Chinese blind legal activist, Chen Guangcheng, is calling on China to end forced labor in its prison system, where inmates produce goods ranging from Christmas lights to chopsticks. As a campaigner he has advocated for farmers, disabled citizens, and exposed forced abortions under China’s one-child policy, making his work particularly sensitive to the government.
Thomson Reuters Foundation interviewed Guangcheng at the Trust Conference this week, where he talked about the growing problem of forced labor in prisons:
In 2006, when Chen was jailed for four years on what he said were trumped up charges, he discovered prisoners were being forced to work for up 16 hours a day to make various products and tortured if they did not work hard enough.

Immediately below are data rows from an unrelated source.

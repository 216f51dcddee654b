use axum::extract::{multipart::MultipartRejection, Multipart, State};
use axum::Json;
use serde::Serialize;
use tracing::info;

use crate::errors::AppError;
use crate::extraction::{DocumentFormat, ResumeDocument};
use crate::matching::analyze_resume;
use crate::models::job::JobMatch;
use crate::state::AppState;

/// Multipart field carrying the résumé.
const FILE_FIELD: &str = "file";

#[derive(Debug, Serialize)]
pub struct AnalyzeResponse {
    pub job_matches: Vec<JobMatch>,
}

/// POST /api/analyze-cv
///
/// Accepts a multipart upload (`file`: .pdf or .docx) and returns ranked job matches.
/// The document is held in memory only for the duration of the request.
pub async fn handle_analyze_cv(
    State(state): State<AppState>,
    multipart: Result<Multipart, MultipartRejection>,
) -> Result<Json<AnalyzeResponse>, AppError> {
    let mut multipart = multipart?;

    let mut upload = None;
    while let Some(field) = multipart.next_field().await? {
        if field.name() == Some(FILE_FIELD) {
            let filename = field.file_name().unwrap_or_default().to_string();
            let bytes = field.bytes().await?;
            upload = Some((filename, bytes));
            break;
        }
    }

    let (filename, bytes) =
        upload.ok_or_else(|| AppError::InvalidArgument("No file part".to_string()))?;
    if filename.trim().is_empty() {
        return Err(AppError::InvalidArgument("No selected file".to_string()));
    }
    let format = DocumentFormat::from_filename(&filename)?;

    info!("Analyzing résumé upload ({:?}, {} bytes)", format, bytes.len());

    let job_matches = analyze_resume(
        state.extractor.clone(),
        state.matcher.as_ref(),
        ResumeDocument { bytes, format },
    )
    .await?;

    Ok(Json(AnalyzeResponse { job_matches }))
}
use axum::{extract::rejection::JsonRejection, extract::State, Json};
use serde::{Deserialize, Serialize};

use crate::errors::AppError;
use crate::models::job::JobPosting;
use crate::search::search_jobs;
use crate::state::AppState;

#[derive(Debug, Deserialize)]
#[serde(rename_all = "camelCase")]
pub struct SearchRequest {
    pub job_title: Option<String>,
}

#[derive(Debug, Serialize)]
pub struct SearchResponse {
    pub search_results: Vec<JobPosting>,
}

/// POST /api/search-jobs
pub async fn handle_search_jobs(
    State(state): State<AppState>,
    payload: Result<Json<SearchRequest>, JsonRejection>,
) -> Result<Json<SearchResponse>, AppError> {
    let Json(request) = payload?;
    let title = request.job_title.unwrap_or_default();

    let search_results = search_jobs(state.job_board.as_ref(), &title).await?;

    Ok(Json(SearchResponse { search_results }))
}
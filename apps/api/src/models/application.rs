//! Application record and its lifecycle.
//!
//! `pending → in_progress → completed | failed`. Terminal records are frozen:
//! every mutator returns `TransitionError` once `status.is_terminal()`.

use chrono::{DateTime, Utc};
use serde::{Deserialize, Serialize};
use thiserror::Error;
use uuid::Uuid;

use crate::models::job::JobId;

#[derive(Debug, Clone, Copy, PartialEq, Eq, Hash, Serialize, Deserialize)]
#[serde(rename_all = "snake_case")]
pub enum ApplicationStatus {
    Pending,
    InProgress,
    Completed,
    Failed,
}

impl ApplicationStatus {
    pub fn is_terminal(self) -> bool {
        matches!(self, Self::Completed | Self::Failed)
    }

    pub fn as_str(self) -> &'static str {
        match self {
            Self::Pending => "pending",
            Self::InProgress => "in_progress",
            Self::Completed => "completed",
            Self::Failed => "failed",
        }
    }
}

#[derive(Debug, Error, PartialEq, Eq)]
#[error("application {id}: cannot {action} while {from}")]
pub struct TransitionError {
    pub id: Uuid,
    pub from: &'static str,
    pub action: &'static str,
}

/// The logical steps of one submission, in protocol order.
#[derive(Debug, Clone, Copy, PartialEq, Eq)]
pub enum SubmissionStep {
    OpenPosting,
    LocateApplyControl,
    FillForm,
    Submit,
}

impl SubmissionStep {
    pub const ORDER: [SubmissionStep; 4] = [
        SubmissionStep::OpenPosting,
        SubmissionStep::LocateApplyControl,
        SubmissionStep::FillForm,
        SubmissionStep::Submit,
    ];

    pub fn log_line(self) -> &'static str {
        match self {
            Self::OpenPosting => "Opening job posting...",
            Self::LocateApplyControl => "Locating apply button...",
            Self::FillForm => "Filling application form...",
            Self::Submit => "Submitting application...",
        }
    }
}

pub const COMPLETED_LOG: &str = "Application completed successfully!";
pub const FAILED_LOG: &str = "Error: Application failed.";

/// Tracked state of one submission attempt.
///
/// `timestamp` is the time of the most recent transition.
#[derive(Debug, Clone, PartialEq, Serialize, Deserialize)]
#[serde(rename_all = "camelCase")]
pub struct ApplicationRecord {
    pub id: Uuid,
    pub job_id: JobId,
    pub status: ApplicationStatus,
    pub logs: Vec<String>,
    pub timestamp: DateTime<Utc>,
}

impl ApplicationRecord {
    /// A freshly accepted application. The queue entry keeps `logs` non-empty
    /// from the first observable moment.
    pub fn new(job_id: JobId) -> Self {
        Self {
            id: Uuid::new_v4(),
            job_id,
            status: ApplicationStatus::Pending,
            logs: vec![format!("Application queued for job {job_id}")],
            timestamp: Utc::now(),
        }
    }

    pub fn start(&mut self) -> Result<(), TransitionError> {
        if self.status != ApplicationStatus::Pending {
            return Err(self.refuse("start"));
        }
        self.status = ApplicationStatus::InProgress;
        self.timestamp = Utc::now();
        Ok(())
    }

    /// Appends one progress entry. Only legal while in progress.
    pub fn log(&mut self, entry: impl Into<String>) -> Result<(), TransitionError> {
        if self.status != ApplicationStatus::InProgress {
            return Err(self.refuse("log"));
        }
        self.logs.push(entry.into());
        self.timestamp = Utc::now();
        Ok(())
    }

    pub fn complete(&mut self) -> Result<(), TransitionError> {
        if self.status != ApplicationStatus::InProgress {
            return Err(self.refuse("complete"));
        }
        self.logs.push(COMPLETED_LOG.to_string());
        self.status = ApplicationStatus::Completed;
        self.timestamp = Utc::now();
        Ok(())
    }

    /// Fails a pending or in-progress record, appending the failure entry.
    pub fn fail(&mut self, diagnostic: Option<&str>) -> Result<(), TransitionError> {
        if self.status.is_terminal() {
            return Err(self.refuse("fail"));
        }
        let entry = match diagnostic.map(str::trim).filter(|d| !d.is_empty()) {
            Some(d) => format!("{FAILED_LOG} {d}"),
            None => FAILED_LOG.to_string(),
        };
        self.logs.push(entry);
        self.status = ApplicationStatus::Failed;
        self.timestamp = Utc::now();
        Ok(())
    }

    fn refuse(&self, action: &'static str) -> TransitionError {
        TransitionError {
            id: self.id,
            from: self.status.as_str(),
            action,
        }
    }
}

Since then Chen has added the battle against forced labour in China’s massive “prison factories” to his list of causes, saying he feared the human rights situation in China was “growing worse” and calling for action.

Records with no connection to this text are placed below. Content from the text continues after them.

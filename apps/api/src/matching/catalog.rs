//! Built-in role catalog for the keyword matcher.
//!
//! Keyword weights: 1.0 for skills that define the role, 0.5 for supporting ones.

pub struct RoleProfile {
    pub id: u64,
    pub title: &'static str,
    pub keywords: &'static [(&'static str, f32)],
    /// Used when the résumé gives no keyword evidence.
    pub why_match: &'static str,
    pub responsibilities: &'static [&'static str],
    pub why_excel: &'static str,
}

pub const ROLE_CATALOG: &[RoleProfile] = &[
    RoleProfile {
        id: 1,
        title: "Senior Frontend Developer",
        keywords: &[
            ("react", 1.0),
            ("javascript", 1.0),
            ("typescript", 1.0),
            ("css", 0.5),
            ("html", 0.5),
            ("redux", 0.5),
            ("next.js", 0.5),
            ("performance", 0.5),
        ],
        why_match: "Frontend roles reward the UI and web experience most résumés in this pool show.",
        responsibilities: &[
            "Develop responsive web applications in React",
            "Turn design specs into accessible, polished interfaces",
            "Profile and improve client-side performance",
        ],
        why_excel: "Attention to detail in shipped UI work is what sets strong frontend candidates apart.",
    },
    RoleProfile {
        id: 2,
        title: "Full Stack Engineer",
        keywords: &[
            ("node", 1.0),
            ("react", 0.5),
            ("javascript", 0.5),
            ("typescript", 0.5),
            ("sql", 1.0),
            ("postgres", 0.5),
            ("rest", 0.5),
            ("api", 0.5),
        ],
        why_match: "A mix of frontend and backend exposure maps well onto full stack work.",
        responsibilities: &[
            "Build features end to end across web client and API",
            "Design and evolve relational database schemas",
            "Own services from development through deployment",
        ],
        why_excel: "Breadth across the stack lets you unblock yourself and your team.",
    },
    RoleProfile {
        id: 3,
        title: "UX/UI Developer",
        keywords: &[
            ("figma", 1.0),
            ("ux", 1.0),
            ("ui", 1.0),
            ("prototyping", 0.5),
            ("wireframes", 0.5),
            ("usability", 0.5),
            ("css", 0.5),
            ("design systems", 0.5),
        ],
        why_match: "Hybrid design and development roles value anyone who can bridge both worlds.",
        responsibilities: &[
            "Create wireframes and interactive prototypes",
            "Implement responsive designs in code",
            "Run usability tests and iterate on findings",
        ],
        why_excel: "Understanding user experience principles makes your implementations land the first time.",
    },
    RoleProfile {
        id: 4,
        title: "DevOps Engineer",
        keywords: &[
            ("docker", 1.0),
            ("kubernetes", 1.0),
            ("ci/cd", 1.0),
            ("terraform", 0.5),
            ("aws", 0.5),
            ("linux", 0.5),
            ("ansible", 0.5),
            ("monitoring", 0.5),
        ],
        why_match: "Automation and infrastructure experience transfers directly into DevOps.",
        responsibilities: &[
            "Set up and maintain CI/CD pipelines",
            "Manage cloud infrastructure as code",
            "Improve deployment reliability and observability",
        ],
        why_excel: "A habit of automating repetitive work is the core of the role.",
    },
    RoleProfile {
        id: 5,
        title: "Technical Lead",
        keywords: &[
            ("lead", 1.0),
            ("mentor", 1.0),
            ("architecture", 1.0),
            ("team", 0.5),
            ("stakeholders", 0.5),
            ("roadmap", 0.5),
            ("code review", 0.5),
        ],
        why_match: "Leadership signals combined with hands-on engineering fit a tech lead track.",
        responsibilities: &[
            "Lead a team of developers through delivery",
            "Make and document architectural decisions",
            "Mentor junior team members",
        ],
        why_excel: "Clear communication and a record of growing others make you effective here.",
    },
    RoleProfile {
        id: 6,
        title: "Backend Engineer",
        keywords: &[
            ("rust", 1.0),
            ("go", 1.0),
            ("java", 1.0),
            ("python", 0.5),
            ("microservices", 1.0),
            ("distributed systems", 0.5),
            ("kafka", 0.5),
            ("sql", 0.5),
        ],
        why_match: "Server-side programming experience is the foundation of backend roles.",
        responsibilities: &[
            "Design and operate reliable backend services",
            "Model data and own service APIs",
            "Diagnose production issues across distributed components",
        ],
        why_excel: "Caring about correctness under load distinguishes strong backend engineers.",
    },
    RoleProfile {
        id: 7,
        title: "Data Scientist",
        keywords: &[
            ("python", 1.0),
            ("machine learning", 1.0),
            ("statistics", 1.0),
            ("pandas", 0.5),
            ("sql", 0.5),
            ("pytorch", 0.5),
            ("tensorflow", 0.5),
            ("experimentation", 0.5),
        ],
        why_match: "Analytical and modelling experience points toward data science.",
        responsibilities: &[
            "Build and evaluate predictive models",
            "Design experiments and analyse results",
            "Communicate findings to product and business partners",
        ],
        why_excel: "Turning analysis into decisions people act on is the rarest data skill.",
    },
    RoleProfile {
        id: 8,
        title: "Mobile Developer",
        keywords: &[
            ("ios", 1.0),
            ("android", 1.0),
            ("swift", 1.0),
            ("kotlin", 1.0),
            ("react native", 0.5),
            ("flutter", 0.5),
        ],
        why_match: "App development experience carries over to native and cross-platform mobile work.",
        responsibilities: &[
            "Ship features to iOS and Android apps",
            "Keep apps fast and stable across devices",
            "Work with designers on native interaction patterns",
        ],
        why_excel: "Polish on small screens is noticed immediately by users and reviewers.",
    },
];
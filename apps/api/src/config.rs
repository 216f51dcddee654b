use std::str::FromStr;
use std::time::Duration;

use anyhow::{bail, Context, Result};

use crate::models::job::JobId;

/// Application configuration loaded from environment variables.
/// Every variable is optional; invalid values fail startup.
#[derive(Debug, Clone)]
pub struct Config {
    pub port: u16,
    pub rust_log: String,
    /// External job platform. `None` runs against the simulated platform.
    pub platform_base_url: Option<String>,
    pub platform_api_key: Option<String>,
    pub platform_timeout: Duration,
    pub anthropic_api_key: Option<String>,
    pub enable_llm_matching: bool,
    pub max_matches: usize,
    pub apply_concurrency: usize,
    pub apply_timeout: Duration,
    pub max_upload_bytes: usize,
    pub simulated_reject_job_ids: Vec<JobId>,
}

impl Config {
    pub fn from_env() -> Result<Self> {
        dotenvy::dotenv().ok(); // load .env if present; ignore if missing

        Ok(Config {
            port: parse_env("PORT", 5000)?,
            rust_log: std::env::var("RUST_LOG").unwrap_or_else(|_| "info".to_string()),
            platform_base_url: optional_env("PLATFORM_BASE_URL"),
            platform_api_key: optional_env("PLATFORM_API_KEY"),
            platform_timeout: parse_secs("PLATFORM_TIMEOUT_SECS", 30)?,
            anthropic_api_key: optional_env("ANTHROPIC_API_KEY"),
            enable_llm_matching: parse_env("ENABLE_LLM_MATCHING", false)?,
            max_matches: parse_env::<usize>("MAX_MATCHES", 5)?.max(1),
            apply_concurrency: parse_env::<usize>("APPLY_CONCURRENCY", 4)?.max(1),
            apply_timeout: parse_secs("APPLY_TIMEOUT_SECS", 120)?,
            max_upload_bytes: parse_env("MAX_UPLOAD_BYTES", 10 * 1024 * 1024)?,
            simulated_reject_job_ids: parse_job_ids(
                &std::env::var("SIMULATED_REJECT_JOB_IDS").unwrap_or_default(),
            )
            .context("SIMULATED_REJECT_JOB_IDS must be a comma-separated list of job ids")?,
        })
    }
}

fn optional_env(key: &str) -> Option<String> {
    std::env::var(key)
        .ok()
        .map(|v| v.trim().to_string())
        .filter(|v| !v.is_empty())
}

fn parse_env<T>(key: &str, default: T) -> Result<T>
where
    T: FromStr,
    T::Err: std::error::Error + Send + Sync + 'static,
{
    match optional_env(key) {
        Some(raw) => raw
            .parse::<T>()
            .with_context(|| format!("Environment variable '{key}' has invalid value '{raw}'")),
        None => Ok(default),
    }
}

/// Whole seconds, at least one.
fn parse_secs(key: &str, default: u64) -> Result<Duration> {
    let secs: u64 = parse_env(key, default)?;
    if secs == 0 {
        bail!("Environment variable '{key}' must be at least 1 second");
    }
    Ok(Duration::from_secs(secs))
}

fn parse_job_ids(raw: &str) -> Result<Vec<JobId>> {
    raw.split(',')
        .map(str::trim)
        .filter(|s| !s.is_empty())
        .map(|s| {
            s.parse::<u64>()
                .map(JobId)
                .with_context(|| format!("'{s}' is not a job id"))
        })
        .collect()
}
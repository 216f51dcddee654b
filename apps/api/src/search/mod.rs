//! Job Search: validates a title query and passes it through to the platform.

pub mod handlers;

use tracing::info;

use crate::errors::AppError;
use crate::models::job::JobPosting;
use crate::platform::JobBoard;

/// Queries the platform for `title`. Result order is the platform's own.
pub async fn search_jobs(board: &dyn JobBoard, title: &str) -> Result<Vec<JobPosting>, AppError> {
    let title = title.trim();
    if title.is_empty() {
        return Err(AppError::InvalidArgument(
            "Job title is required".to_string(),
        ));
    }

    let postings = board.search(title).await?;
    info!("Job search '{title}' returned {} postings", postings.len());
    Ok(postings)
}
//! Résumé analysis: extract text, then rank roles against it.

pub mod catalog;
pub mod handlers;
pub mod prompts;
pub mod scoring;

use std::sync::Arc;

use tracing::warn;

use crate::errors::AppError;
use crate::extraction::{ResumeDocument, TextExtractor};
use crate::matching::scoring::JobMatcher;
use crate::models::job::JobMatch;

/// Extracts the document's text on the blocking pool and ranks it.
///
/// Extraction failures surface as `ExtractionUnavailable`; blank text is
/// not an error and still yields best-effort matches.
pub async fn analyze_resume(
    extractor: Arc<dyn TextExtractor>,
    matcher: &dyn JobMatcher,
    document: ResumeDocument,
) -> Result<Vec<JobMatch>, AppError> {
    let text = tokio::task::spawn_blocking(move || extractor.extract_text(&document))
        .await
        .map_err(|e| AppError::ExtractionUnavailable(format!("extraction task aborted: {e}")))??;

    if text.trim().is_empty() {
        warn!("Résumé produced no text; returning best-effort matches");
    }

    Ok(matcher.match_resume(&text).await)
}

According to the 2016 Global Slavery Index, an estimated 3.4 million people are enslaved in China. The country denies the existence of forced labor but Guangcheng and other activists point to the prison system where inmates “reform through labor.” The U.S.-China Economic and Security Review Commission, a congressional commission of the U.S. government, noted this August that China still relies on forced labor in its prisons.
Guangcheng, who because he is blind was not forced into manual labor, recalls that when he was in jail “the cries of people being beaten become a common background noise.”